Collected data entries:

*** Begin section ***

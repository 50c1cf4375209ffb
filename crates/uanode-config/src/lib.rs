// SPDX-License-Identifier: PolyForm-Noncommercial-1.0.0
// Copyright (c) 2025 Sylvex. All rights reserved.

//! # uanode-config
//!
//! Model description and host configuration loading for uanode.
//!
//! ## Features
//!
//! - **Model Descriptions**: Type schemas, child slots and encoded defaults
//!   in YAML, TOML or JSON
//! - **Model Merging**: Several descriptions, each with its own namespace
//!   table, merged into one [`NodeTypeRegistry`](uanode_core::NodeTypeRegistry)
//! - **Environment Overrides**: `${VAR:default}` placeholders and `UANODE_*`
//!   variables
//! - **Logging**: `tracing-subscriber` setup from the host configuration
//!
//! ## Quick Start
//!
//! ```no_run
//! use std::sync::Arc;
//! use uanode_config::{logging, ConfigLoader, ModelLoader};
//! use uanode_core::AddressSpace;
//!
//! let config = ConfigLoader::new().load("uanode.yaml")?;
//! logging::init_logging(&config.logging)?;
//!
//! let registry = ModelLoader::from_config(&config)?;
//! let space = AddressSpace::new(Arc::new(registry));
//! # Ok::<(), uanode_config::ConfigError>(())
//! ```
//!
//! ## Model Description Layout
//!
//! ```yaml
//! model:
//!   name: Robotics
//!   version: "1.01"
//! namespaces:
//!   - http://opcfoundation.org/UA/DI/
//!   - http://opcfoundation.org/UA/Robotics/
//! types:
//!   - id: "ns=2;i=1018"
//!     symbolic_name: LoadType
//!     super_type: BaseObjectType
//!     children:
//!       - browse_name: "2:Mass"
//!         type: AnalogUnitType
//!         defaults: "eyJ2YWx1ZSI6..."
//! ```

#![warn(missing_docs)]
#![deny(unsafe_code)]

pub mod error;
pub mod loader;
pub mod logging;
pub mod schema;

pub use error::{ConfigError, ConfigResult};
pub use loader::{
    load_config, load_config_str, load_registry, ConfigFormat, ConfigLoader, ConfigLoaderBuilder,
    ModelLoader,
};
pub use schema::{
    ChildDescription, LogFormat, LogLevel, LoggingConfig, ModelDescription, ModelInfo,
    ModelSourceConfig, NodeModelConfig, TypeDescription,
};
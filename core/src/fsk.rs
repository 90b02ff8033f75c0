//! Continuous-phase 8-tone synthesis.
//!
//! Each symbol keys one of eight tones spaced 6.25 Hz above the base
//! frequency. Phase is carried by an accumulator across symbol boundaries
//! (no phase reset), the instantaneous frequency is blended linearly over a
//! short window at each transition, and the whole burst gets a
//! raised-cosine amplitude ramp at both ends. The output buffer is always
//! the full 15-second slot, silence-padded past the last symbol.

use std::f32::consts::PI;

use crate::error::{CodecError, Result};
use crate::symbols::NUM_SYMBOLS;
use crate::{NUM_TONES, SAMPLE_RATE, SLOT_SAMPLES, SYMBOL_SAMPLES, TONE_SPACING_HZ};

/// Peak amplitude of the synthesized tone.
const AMPLITUDE: f32 = 0.9;

/// Amplitude ramp length at burst start and end.
const EDGE_RAMP_SAMPLES: usize = 192; // 16 ms

/// Frequency blend window straddling each symbol boundary.
const FREQ_BLEND_SAMPLES: usize = 64;

/// Lowest and highest usable base frequencies: the top tone must stay
/// comfortably below Nyquist.
const MIN_BASE_FREQ: f32 = 100.0;
const MAX_BASE_FREQ: f32 = 5800.0;

pub struct ToneModulator {
    sample_rate: f32,
}

impl ToneModulator {
    pub fn new() -> Self {
        Self {
            sample_rate: SAMPLE_RATE as f32,
        }
    }

    /// Synthesize a 79-symbol frame at `base_freq` into a full slot buffer.
    pub fn synthesize(&self, tones: &[u8; NUM_SYMBOLS], base_freq: f32) -> Result<Vec<f32>> {
        if !(MIN_BASE_FREQ..=MAX_BASE_FREQ).contains(&base_freq) {
            return Err(CodecError::InvalidInputSize);
        }

        let signal_len = NUM_SYMBOLS * SYMBOL_SAMPLES;
        let mut freq = vec![0.0f32; signal_len];
        for (sym, &tone) in tones.iter().enumerate() {
            debug_assert!((tone as usize) < NUM_TONES);
            let f = base_freq + tone as f32 * TONE_SPACING_HZ;
            let start = sym * SYMBOL_SAMPLES;
            freq[start..start + SYMBOL_SAMPLES]
                .iter_mut()
                .for_each(|x| *x = f);
        }

        // Linear frequency blend centered on each boundary keeps the
        // spectrum from splattering at tone steps.
        for sym in 1..NUM_SYMBOLS {
            let prev = base_freq + tones[sym - 1] as f32 * TONE_SPACING_HZ;
            let next = base_freq + tones[sym] as f32 * TONE_SPACING_HZ;
            let boundary = sym * SYMBOL_SAMPLES;
            for k in 0..FREQ_BLEND_SAMPLES {
                let idx = boundary - FREQ_BLEND_SAMPLES / 2 + k;
                let w = (k as f32 + 0.5) / FREQ_BLEND_SAMPLES as f32;
                freq[idx] = prev + (next - prev) * w;
            }
        }

        let mut samples = vec![0.0f32; SLOT_SAMPLES];
        let mut phase = 0.0f32;
        for i in 0..signal_len {
            phase += 2.0 * PI * freq[i] / self.sample_rate;
            if phase > PI {
                phase -= 2.0 * PI;
            }
            samples[i] = AMPLITUDE * phase.sin();
        }

        apply_edge_ramp(&mut samples[..signal_len], EDGE_RAMP_SAMPLES);
        Ok(samples)
    }
}

impl Default for ToneModulator {
    fn default() -> Self {
        Self::new()
    }
}

/// Raised-cosine amplitude ramp over the first and last `ramp_len` samples.
fn apply_edge_ramp(samples: &mut [f32], ramp_len: usize) {
    let ramp = ramp_len.min(samples.len() / 2);
    for k in 0..ramp {
        let w = (PI * (k as f32 + 0.5) / (2.0 * ramp as f32)).sin().powi(2);
        samples[k] *= w;
        let last = samples.len() - 1 - k;
        samples[last] *= w;
    }
}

*** End section ***

Required action ->
Give back the entries exactly, so that each line matches the original.

Finished task ->
repository 50c1cf4375209ffb
filename crates/uanode-config/src/lib.rs
// SPDX-License-Identifier: PolyForm-Noncommercial-1.0.0
// Copyright (c) 2025 Sylvex. All rights reserved.

//! # uanode-config
//!
//! Model description and host configuration loading for uanode.
//!
//! ## Features
//!
//! - **Model Descriptions**: Type schemas, child slots and encoded defaults
//!   in YAML, TOML or JSON
//! - **Model Merging**: Several descriptions, each with its own namespace
//!   table, merged into one [`NodeTypeRegistry`](uanode_core::NodeTypeRegistry)
//! - **Environment Overrides**: `${VAR:default}` placeholders and `UANODE_*`
//!   variables
//! - **Logging**: `tracing-subscriber` setup from the host configuration
//!
//! ## Quick Start
//!
//! ```no_run
//! use std::sync::Arc;
//! use uanode_config::{logging, ConfigLoader, ModelLoader};
//! use uanode_core::AddressSpace;
//!
//! let config = ConfigLoader::new().load("uanode.yaml")?;
//! logging::init_logging(&config.logging)?;
//!
//! let registry = ModelLoader::from_config(&config)?;
//! let space = AddressSpace::new(Arc::new(registry));
//! # Ok::<(), uanode_config::ConfigError>(())
//! ```
//!
//! ## Model Description Layout
//!
//! ```yaml
//! model:
//!   name: Robotics
//!   version: "1.01"
//! namespaces:
//!   - http://opcfoundation.org/UA/DI/
//!   - http://opcfoundation.org/UA/Robotics/
//! types:
//!   - id: "ns=2;i=1018"
//!     symbolic_name: LoadType
//!     super_type: BaseObjectType
//!     children:
//!       - browse_name: "2:Mass"
//!         type: AnalogUnitType
//!         defaults: "eyJ2YWx1ZSI6..."
//! ```

#![warn(missing_docs)]
#![deny(unsafe_code)]

pub mod error;
pub mod loader;
pub mod logging;
pub mod schema;

pub use error::{ConfigError, ConfigResult};
pub use loader::{
    load_config, load_config_str, load_registry, ConfigFormat, ConfigLoader, ConfigLoaderBuilder,
    ModelLoader,
};
pub use schema::{
    ChildDescription, LogFormat, LogLevel, LoggingConfig, ModelDescription, ModelInfo,
    ModelSourceConfig, NodeModelConfig, TypeDescription,
};
filename core/src/fsk.rs
repository 90b02ff8033f75c0
//! Continuous-phase 8-tone synthesis.
//!
//! Each symbol keys one of eight tones spaced 6.25 Hz above the base
//! frequency. Phase is carried by an accumulator across symbol boundaries
//! (no phase reset), the instantaneous frequency is blended linearly over a
//! short window at each transition, and the whole burst gets a
//! raised-cosine amplitude ramp at both ends. The output buffer is always
//! the full 15-second slot, silence-padded past the last symbol.

use std::f32::consts::PI;

use crate::error::{CodecError, Result};
use crate::symbols::NUM_SYMBOLS;
use crate::{NUM_TONES, SAMPLE_RATE, SLOT_SAMPLES, SYMBOL_SAMPLES, TONE_SPACING_HZ};

/// Peak amplitude of the synthesized tone.
const AMPLITUDE: f32 = 0.9;

/// Amplitude ramp length at burst start and end.
const EDGE_RAMP_SAMPLES: usize = 192; // 16 ms

/// Frequency blend window straddling each symbol boundary.
const FREQ_BLEND_SAMPLES: usize = 64;

/// Lowest and highest usable base frequencies: the top tone must stay
/// comfortably below Nyquist.
const MIN_BASE_FREQ: f32 = 100.0;
const MAX_BASE_FREQ: f32 = 5800.0;

pub struct ToneModulator {
    sample_rate: f32,
}

impl ToneModulator {
    pub fn new() -> Self {
        Self {
            sample_rate: SAMPLE_RATE as f32,
        }
    }

    /// Synthesize a 79-symbol frame at `base_freq` into a full slot buffer.
    pub fn synthesize(&self, tones: &[u8; NUM_SYMBOLS], base_freq: f32) -> Result<Vec<f32>> {
        if !(MIN_BASE_FREQ..=MAX_BASE_FREQ).contains(&base_freq) {
            return Err(CodecError::InvalidInputSize);
        }

        let signal_len = NUM_SYMBOLS * SYMBOL_SAMPLES;
        let mut freq = vec![0.0f32; signal_len];
        for (sym, &tone) in tones.iter().enumerate() {
            debug_assert!((tone as usize) < NUM_TONES);
            let f = base_freq + tone as f32 * TONE_SPACING_HZ;
            let start = sym * SYMBOL_SAMPLES;
            freq[start..start + SYMBOL_SAMPLES]
                .iter_mut()
                .for_each(|x| *x = f);
        }

        // Linear frequency blend centered on each boundary keeps the
        // spectrum from splattering at tone steps.
        for sym in 1..NUM_SYMBOLS {
            let prev = base_freq + tones[sym - 1] as f32 * TONE_SPACING_HZ;
            let next = base_freq + tones[sym] as f32 * TONE_SPACING_HZ;
            let boundary = sym * SYMBOL_SAMPLES;
            for k in 0..FREQ_BLEND_SAMPLES {
                let idx = boundary - FREQ_BLEND_SAMPLES / 2 + k;
                let w = (k as f32 + 0.5) / FREQ_BLEND_SAMPLES as f32;
                freq[idx] = prev + (next - prev) * w;
            }
        }

        let mut samples = vec![0.0f32; SLOT_SAMPLES];
        let mut phase = 0.0f32;
        for i in 0..signal_len {
            phase += 2.0 * PI * freq[i] / self.sample_rate;
            if phase > PI {
                phase -= 2.0 * PI;
            }
            samples[i] = AMPLITUDE * phase.sin();
        }

        apply_edge_ramp(&mut samples[..signal_len], EDGE_RAMP_SAMPLES);
        Ok(samples)
    }
}

impl Default for ToneModulator {
    fn default() -> Self {
        Self::new()
    }
}

/// Raised-cosine amplitude ramp over the first and last `ramp_len` samples.
fn apply_edge_ramp(samples: &mut [f32], ramp_len: usize) {
    let ramp = ramp_len.min(samples.len() / 2);
    for k in 0..ramp {
        let w = (PI * (k as f32 + 0.5) / (2.0 * ramp as f32)).sin().powi(2);
        samples[k] *= w;
        let last = samples.len() - 1 - k;
        samples[last] *= w;
    }
}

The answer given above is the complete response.